Rictus le miró fijamente, con los ojos doloridos e inyectados en sangre tras la ranura del yelmo.

—¿Por qué?

—Necesitaremos tropas ligeras, ahora más que nunca, y a ti se te da muy bien dirigirlas.

Rictus no dijo nada. Hablar era demasiado doloroso. Sólo podía pensar en el agua.

—Reúnete con tu mora y entrad en la ciudad. Yo me quedaré con la retaguardia.

Pero Rictus no se movió.

—¿Qué haremos ahora, Jason? —preguntó—. ¿Buscar algún patrón, establecemos en alguna ciudad?

—Hablaremos más tarde —dijo Jason. Sus ojos de un castaño verdoso reflejaron la luz cuando volvió la vista en dirección este, hacia las oscuras cimas de las Kunaksa. ¿Cuántos cadáveres habían quedado allí? En cuestión de pocos días, aquél sería un lugar fétido. Luego miró al oeste, hacia las eternas llanuras y tierras de labor de Pleninash.
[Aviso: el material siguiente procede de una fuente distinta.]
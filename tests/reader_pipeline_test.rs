//! Reader Pipeline Tests
//!
//! Batching, filtering and expansion on a root reader without joins.

mod common;

use common::*;
use serde_json::json;
use tasker_batch::{ExecutionContext, IterSource, NodeState, ReaderNode};

type Reader = ReaderNode<i64, i64>;

#[tokio::test(flavor = "multi_thread", worker_threads = 4)]
async fn passthrough_preserves_source_order() {
    let mut reader: Reader = ReaderNode::builder(IterSource::new(1..=1000))
        .batch_size(7)
        .max_concurrent_batches(3)
        .read_buffer_size(16)
        .build()
        .unwrap();

    reader.open(&ExecutionContext::new()).await.unwrap();
    let items = read_all(&mut reader).await.unwrap();

    assert_eq!(items, (1..=1000).collect::<Vec<_>>());
    assert_eq!(reader.state(), NodeState::Completed);

    let metrics = reader.metrics();
    assert_eq!(metrics.items_read, 1000);
    assert_eq!(metrics.batches_dispatched, 143);
    assert_eq!(metrics.batches_completed, 143);
    assert_eq!(metrics.items_emitted, 1000);
    assert_eq!(metrics.in_flight_batches, 0);

    reader.close().await.unwrap();
    assert_eq!(reader.state(), NodeState::Closed);
}

#[tokio::test(flavor = "multi_thread", worker_threads = 4)]
async fn filter_drops_rejected_items() {
    let mut reader: Reader = ReaderNode::builder(IterSource::new(1..=10))
        .batch_size(3)
        .filter(|n: &i64, _ctx: &ExecutionContext| n % 2 == 0)
        .build()
        .unwrap();

    reader.open(&ExecutionContext::new()).await.unwrap();
    assert_eq!(read_all(&mut reader).await.unwrap(), vec![2, 4, 6, 8, 10]);
    assert_eq!(reader.metrics().items_dropped, 5);
    reader.close().await.unwrap();
}

#[tokio::test(flavor = "multi_thread", worker_threads = 4)]
async fn mapper_expands_items_in_place() {
    let mut reader: Reader = ReaderNode::builder(IterSource::new(1..=5))
        .batch_size(2)
        .mapper(|n: i64, _ctx: &ExecutionContext| vec![n, n * 2])
        .build()
        .unwrap();

    reader.open(&ExecutionContext::new()).await.unwrap();
    assert_eq!(
        read_all(&mut reader).await.unwrap(),
        vec![1, 2, 2, 4, 3, 6, 4, 8, 5, 10]
    );
    reader.close().await.unwrap();
}

#[tokio::test(flavor = "multi_thread", worker_threads = 4)]
async fn filter_runs_before_expansion() {
    let mut reader: Reader = ReaderNode::builder(IterSource::new(1..=5))
        .filter(|n: &i64, _ctx: &ExecutionContext| *n > 2)
        .mapper(|n: i64, _ctx: &ExecutionContext| vec![n, -n])
        .build()
        .unwrap();

    reader.open(&ExecutionContext::new()).await.unwrap();
    assert_eq!(
        read_all(&mut reader).await.unwrap(),
        vec![3, -3, 4, -4, 5, -5]
    );
    reader.close().await.unwrap();
}

#[tokio::test(flavor = "multi_thread", worker_threads = 4)]
async fn mapper_may_remove_items() {
    let mut reader: Reader = ReaderNode::builder(IterSource::new(1..=6))
        .batch_size(4)
        .mapper(|n: i64, _ctx: &ExecutionContext| if n == 3 { Vec::new() } else { vec![n] })
        .build()
        .unwrap();

    reader.open(&ExecutionContext::new()).await.unwrap();
    assert_eq!(read_all(&mut reader).await.unwrap(), vec![1, 2, 4, 5, 6]);
    reader.close().await.unwrap();
}

#[tokio::test(flavor = "multi_thread", worker_threads = 4)]
async fn filter_sees_the_execution_context() {
    let context = ExecutionContext::new();
    context.put("threshold", json!(7));

    let mut reader: Reader = ReaderNode::builder(IterSource::new(1..=10))
        .filter(|n: &i64, ctx: &ExecutionContext| {
            ctx.get_as::<i64>("threshold").map_or(true, |t| *n >= t)
        })
        .build()
        .unwrap();

    reader.open(&context).await.unwrap();
    assert_eq!(read_all(&mut reader).await.unwrap(), vec![7, 8, 9, 10]);
    reader.close().await.unwrap();
}

#[tokio::test(flavor = "multi_thread", worker_threads = 4)]
async fn empty_source_ends_immediately() {
    let mut reader: Reader = ReaderNode::builder(IterSource::new(Vec::new()))
        .build()
        .unwrap();

    reader.open(&ExecutionContext::new()).await.unwrap();
    assert_eq!(reader.read().await.unwrap(), None);
    assert_eq!(reader.metrics().batches_dispatched, 0);
    reader.close().await.unwrap();
}

#[tokio::test(flavor = "multi_thread", worker_threads = 4)]
async fn reads_after_end_of_stream_keep_returning_none() {
    let mut reader: Reader = ReaderNode::builder(IterSource::new(vec![1]))
        .build()
        .unwrap();

    reader.open(&ExecutionContext::new()).await.unwrap();
    assert_eq!(reader.read().await.unwrap(), Some(1));
    for _ in 0..3 {
        assert_eq!(reader.read().await.unwrap(), None);
    }
    reader.close().await.unwrap();
}

#[tokio::test(flavor = "multi_thread", worker_threads = 4)]
async fn final_partial_batch_is_dispatched() {
    let mut reader: Reader = ReaderNode::builder(IterSource::new(1..=11))
        .batch_size(5)
        .build()
        .unwrap();

    reader.open(&ExecutionContext::new()).await.unwrap();
    assert_eq!(read_all(&mut reader).await.unwrap().len(), 11);
    assert_eq!(reader.metrics().batches_dispatched, 3);
    reader.close().await.unwrap();
}

#[tokio::test(flavor = "multi_thread", worker_threads = 4)]
async fn a_reader_can_feed_another_reader() {
    let upstream: Reader = ReaderNode::builder(IterSource::new(1..=6))
        .name("upstream")
        .batch_size(2)
        .mapper(|n: i64, _ctx: &ExecutionContext| vec![n * 10])
        .build()
        .unwrap();

    let mut downstream: Reader = ReaderNode::builder(upstream)
        .name("downstream")
        .batch_size(4)
        .filter(|n: &i64, _ctx: &ExecutionContext| *n > 20)
        .build()
        .unwrap();

    downstream.open(&ExecutionContext::new()).await.unwrap();
    assert_eq!(
        read_all(&mut downstream).await.unwrap(),
        vec![30, 40, 50, 60]
    );
    downstream.close().await.unwrap();
}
Parecían no tener fin, llanas y fértiles, con sus montículos erigidos por los hombres asomando entre la calina, cada uno de ellos coronado por una ciudad. Era un mundo próspero y ajeno, y sus hombres medio muertos estaban perdidos en él.

—Hemos derrotado a esos cabrones. Les hemos derrotado por completo —dijo Rictus, y fue como si el joven hubiera captado la dirección de los pensamientos de Jason—. Si les hemos derrotado una vez, podemos volver a hacerlo.